"Liminal experiences drive meaning into the bones." - Colin Greene, at the 2010 Emergent Village Theological Conversation.
I may have mentioned this a time or two before, but I'm a huge fan of transformative learning. While I love a good intellectual challenge or a spirited debate, what really gets my attention is new information and/or experience that shapes who I am and how I engage my world. Meaning driven into my bones, therefore, is a poetic way of summing up one of my highest values. And a beautiful way of expressing my experience of the 2010 EVTC.
Of course, this also influences my ability to process the experience on an intentional, deeply aware sort of level. I've spent the last ten days or so working to identify just what meaning it was that was "driven into my bones." And as I've tried to bring more of that learning to the conscious surface, I've been challenged to explore more of the process itself.

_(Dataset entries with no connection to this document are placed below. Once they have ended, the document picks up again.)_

//! Daily completion series derived from item timestamps.
//!
//! Counts come from the item store, not from stored snapshots. An item is
//! counted on the local date of its last modification if it is `Done` at
//! query time, so reverting an item removes it from the day it was once
//! counted on.

use crate::clock::{local_day_end_ms, local_day_start_ms};
use crate::model::progress::DailyCompletionCount;
use crate::repo::item_repo::ItemRepository;
use crate::repo::RepoResult;
use crate::service::series::fill_daily;
use chrono::NaiveDate;
use log::info;
use std::time::Instant;

pub struct CompletionSeriesAggregator<I> {
    items: I,
}

impl<I: ItemRepository> CompletionSeriesAggregator<I> {
    pub fn new(items: I) -> Self {
        Self { items }
    }

    /// One count per date in `[start, end]`, ascending, zero where nothing
    /// was completed. An inverted range yields an empty series.
    pub fn get_daily_completions(
        &self,
        start: NaiveDate,
        end: NaiveDate,
    ) -> RepoResult<Vec<DailyCompletionCount>> {
        if start > end {
            return Ok(Vec::new());
        }

        let started_at = Instant::now();
        let grouped = self
            .items
            .count_completed_grouped_by_date(local_day_start_ms(start), local_day_end_ms(end))?;
        let series = fill_daily(
            start,
            end,
            grouped.into_iter().map(|row| (row.date, row)),
            |date| DailyCompletionCount { date, completed: 0 },
        );

        info!(
            "event=completions_range module=completions status=ok start={start} end={end} days={} duration_ms={}",
            series.len(),
            started_at.elapsed().as_millis()
        );
        Ok(series)
    }
}
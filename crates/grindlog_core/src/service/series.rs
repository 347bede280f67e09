//! Dense daily series helpers shared by history and completion queries.

use chrono::NaiveDate;
use std::collections::HashMap;

/// Every calendar date in `[start, end]`, ascending. Empty when `start > end`.
pub(crate) fn days_inclusive(start: NaiveDate, end: NaiveDate) -> impl Iterator<Item = NaiveDate> {
    start.iter_days().take_while(move |day| *day <= end)
}

/// Walks `[start, end]` emitting the known value for each date, or `fill(date)`
/// when the date is absent from `known`.
pub(crate) fn fill_daily<T>(
    start: NaiveDate,
    end: NaiveDate,
    known: impl IntoIterator<Item = (NaiveDate, T)>,
    mut fill: impl FnMut(NaiveDate) -> T,
) -> Vec<T> {
    let mut by_date: HashMap<NaiveDate, T> = known.into_iter().collect();
    days_inclusive(start, end)
        .map(|day| by_date.remove(&day).unwrap_or_else(|| fill(day)))
        .collect()
}
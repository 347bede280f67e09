//! Human and JSON rendering for CLI results.

use anyhow::Result;
use grindlog_core::{CurrentAggregate, DailyCompletionCount, DailySnapshot, Item, TopicSummary};
use serde::Serialize;

pub struct Output {
    json: bool,
}

impl Output {
    pub fn new(json: bool) -> Self {
        Self { json }
    }

    pub fn message(&self, text: &str) -> Result<()> {
        if self.json {
            return self.emit_json(&serde_json::json!({ "message": text }));
        }
        println!("{text}");
        Ok(())
    }

    pub fn aggregate(&self, aggregate: &CurrentAggregate) -> Result<()> {
        if self.json {
            return self.emit_json(aggregate);
        }
        let counts = aggregate.counts;
        println!(
            "total={} completed={} in_progress={} todo={}",
            counts.total, counts.completed, counts.in_progress, counts.todo
        );
        Ok(())
    }

    pub fn snapshots(&self, snapshots: &[DailySnapshot]) -> Result<()> {
        if self.json {
            return self.emit_json(&snapshots);
        }
        for snapshot in snapshots {
            let counts = snapshot.counts;
            println!(
                "{} total={} completed={} in_progress={} todo={}",
                snapshot.date, counts.total, counts.completed, counts.in_progress, counts.todo
            );
        }
        Ok(())
    }

    pub fn completions(&self, series: &[DailyCompletionCount]) -> Result<()> {
        if self.json {
            return self.emit_json(&series);
        }
        for point in series {
            println!("{} {}", point.date, point.completed);
        }
        Ok(())
    }

    pub fn items(&self, items: &[Item]) -> Result<()> {
        if self.json {
            return self.emit_json(&items);
        }
        for item in items {
            let flag = if item.is_important { "*" } else { " " };
            println!(
                "{flag} {} #{} {:?} {:?} {}",
                item.id, item.external_number, item.status, item.difficulty, item.title
            );
        }
        Ok(())
    }

    pub fn topics(&self, topics: &[TopicSummary]) -> Result<()> {
        if self.json {
            return self.emit_json(&topics);
        }
        for summary in topics {
            println!(
                "{} {} ({} items)",
                summary.topic.id, summary.topic.name, summary.item_count
            );
        }
        Ok(())
    }

    fn emit_json<T: Serialize + ?Sized>(&self, value: &T) -> Result<()> {
        println!("{}", serde_json::to_string_pretty(value)?);
        Ok(())
    }
}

I think in some ways transformation always happens just below the radar, somehow sneaking around our constructs and defenses and wreaking holy havoc while we naively proceed with our lives. Hence the reference to "liminal experiences" - those times and places where we find ourselves outside our normal, comfortable places and consequently tend to have thinner barriers and a greater susceptibility to the invasion of change agents. The EVTC was just such a space - we came together away from the demands of our daily lives, with an altered schedule and atypical freedom, sharing time and space, food and drink with new faces and different voices. We were presented with new ideas - or perhaps familiar ideas, with altered accents, or colorfully diverse stories. The influence of this open, challenging space and its rich variety virtually snuck up on many of us, driving its beauty deep before we necessarily even realized what was going on.
In upcoming days, I'll spend more time exploring specifics of the Conversation. In the meantime, however, I'm trying to absorb the significance of deep meaning, of creating and enjoying the spaces in our lives that make room for profound transformation.